::: DATASET RECORDS
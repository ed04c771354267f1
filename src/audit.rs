//! Audit entry point
//!
//! One audit runs the whole pipeline for a single site:
//! - Validating options and the target URL (the only hard failures)
//! - Fetching robots.txt and crawling the site within the page budget
//! - Running every checker over the immutable page records
//! - Aggregating category scores into the overall score

use crate::checks::{
    default_checkers, run_checkers, AuditContext, Category, CheckOptions, CheckerReport, Finding,
    Severity,
};
use crate::config::{options_fingerprint, validate, AuditOptions};
use crate::crawler::{CrawlSettings, CrawlStats, Crawler, Fetcher, HttpFetcher, PageRecord, RetryingFetcher};
use crate::profile::{self, SiteProfile};
use crate::robots::{fetch_robots, RobotsFile};
use crate::scoring::{self, Scorecard};
use crate::url::{resolve, TargetGuard};
use crate::Result;
use chrono::{DateTime, Utc};
use std::sync::Arc;
use tokio_util::sync::CancellationToken;

/// Everything one audit produced
#[derive(Debug, Clone)]
pub struct AuditResult {
    /// Normalized start URL
    pub target: String,
    pub canonical_domain: String,
    pub started_at: DateTime<Utc>,
    pub finished_at: DateTime<Utc>,
    /// Page records in crawl order
    pub pages: Vec<PageRecord>,
    pub stats: CrawlStats,
    /// Response-time, word-count and business-type statistics
    pub profile: SiteProfile,
    pub robots: RobotsFile,
    /// Checker outputs in checker order
    pub reports: Vec<CheckerReport>,
    /// All findings, most urgent first
    pub findings: Vec<Finding>,
    pub scorecard: Scorecard,
    /// SHA-256 of the effective options
    pub options_fingerprint: String,
}

impl AuditResult {
    /// True when the crawl stopped early and the page set is partial
    pub fn is_partial(&self) -> bool {
        self.stats.state.is_partial()
    }

    pub fn findings_with(&self, severity: Severity) -> impl Iterator<Item = &Finding> {
        self.findings.iter().filter(move |f| f.severity == severity)
    }

    pub fn findings_for(&self, category: Category) -> impl Iterator<Item = &Finding> {
        self.findings.iter().filter(move |f| f.category == category)
    }

    pub fn quick_wins(&self) -> Vec<&Finding> {
        scoring::quick_wins(&self.findings)
    }

    /// Files written by checkers, relative to the output directory
    pub fn artifacts(&self) -> impl Iterator<Item = &str> {
        self.reports
            .iter()
            .flat_map(|r| r.artifacts.iter().map(String::as_str))
    }
}

/// Runs a full audit of `target_url`
///
/// # Arguments
///
/// * `target_url` - Start URL of the site
/// * `options` - Validated audit options
///
/// # Returns
///
/// * `Ok(AuditResult)` - The audit ran, possibly with a partial crawl
/// * `Err(AuditError)` - Invalid options, invalid or unsafe target URL, or
///   an HTTP client that could not be built
pub async fn run(target_url: &str, options: &AuditOptions) -> Result<AuditResult> {
    run_with_cancellation(target_url, options, CancellationToken::new()).await
}

/// Runs a full audit that stops crawling when `cancel` fires
///
/// A cancelled audit still runs the checkers over the pages gathered so
/// far and returns a result whose crawl state is `Aborted`.
pub async fn run_with_cancellation(
    target_url: &str,
    options: &AuditOptions,
    cancel: CancellationToken,
) -> Result<AuditResult> {
    let started_at = Utc::now();
    validate(options)?;

    let guard = TargetGuard::new(options.allow_private_targets);
    let scope = resolve(target_url, &guard, options.include_subdomains).await?;
    tracing::info!("Auditing {} (domain {})", scope.start(), scope.canonical_domain());

    let http = HttpFetcher::new(options, guard)?;
    let fetcher: Arc<dyn Fetcher> = if options.retry_attempts > 0 {
        Arc::new(RetryingFetcher::new(http, options.retry_attempts))
    } else {
        Arc::new(http)
    };

    let robots = fetch_robots(fetcher.as_ref(), &scope).await;

    let crawler = Crawler::new(
        CrawlSettings::from_options(options),
        scope.clone(),
        Arc::clone(&fetcher),
        guard,
        robots.robots.clone(),
        options.user_agent.product_token(),
    );
    let outcome = crawler.run(cancel).await;
    tracing::info!(
        "Crawl {}: {} pages visited, {} failed",
        outcome.stats.state,
        outcome.stats.pages_visited,
        outcome.stats.pages_failed
    );

    let check_options = CheckOptions::from_options(options);
    let checkers = default_checkers(&check_options);
    let ctx = AuditContext {
        scope,
        pages: outcome.pages,
        stats: outcome.stats,
        robots,
        fetcher,
        options: check_options,
    };
    let reports = run_checkers(&checkers, &ctx).await;

    let findings = collect_findings(&reports);
    let scorecard = scoring::score(&reports);
    tracing::info!(
        "Overall score {} ({}), {} findings",
        scorecard.overall,
        scorecard.band,
        findings.len()
    );

    let AuditContext {
        scope,
        pages,
        stats,
        robots,
        ..
    } = ctx;
    let profile = profile::profile(&pages, scope.start().as_str());
    tracing::debug!("Site profile: {:?}", profile);

    Ok(AuditResult {
        target: scope.start().to_string(),
        canonical_domain: scope.canonical_domain().to_string(),
        started_at,
        finished_at: Utc::now(),
        pages,
        stats,
        profile,
        robots,
        reports,
        findings,
        scorecard,
        options_fingerprint: options_fingerprint(options),
    })
}

/// Flattens checker findings, ordered by severity, title, then category
///
/// The sort is stable, so ties keep checker order.
pub fn collect_findings(reports: &[CheckerReport]) -> Vec<Finding> {
    let mut findings: Vec<Finding> = reports
        .iter()
        .flat_map(|r| r.findings.iter().cloned())
        .collect();
    findings.sort_by(|a, b| {
        a.sort_key()
            .cmp(&b.sort_key())
            .then(a.category.cmp(&b.category))
    });
    findings
}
::::::
== DIRECTIONS ==
Copy every line above in which the string "crate" shows up.

== ANSWER SECTION ==
use crate::checks::{
use crate::config::{options_fingerprint, validate, AuditOptions};
use crate::crawler::{CrawlSettings, CrawlStats, Crawler, Fetcher, HttpFetcher, PageRecord, RetryingFetcher};
use crate::profile::{self, SiteProfile};
use crate::robots::{fetch_robots, RobotsFile};
use crate::scoring::{self, Scorecard};
use crate::url::{resolve, TargetGuard};
use crate::Result;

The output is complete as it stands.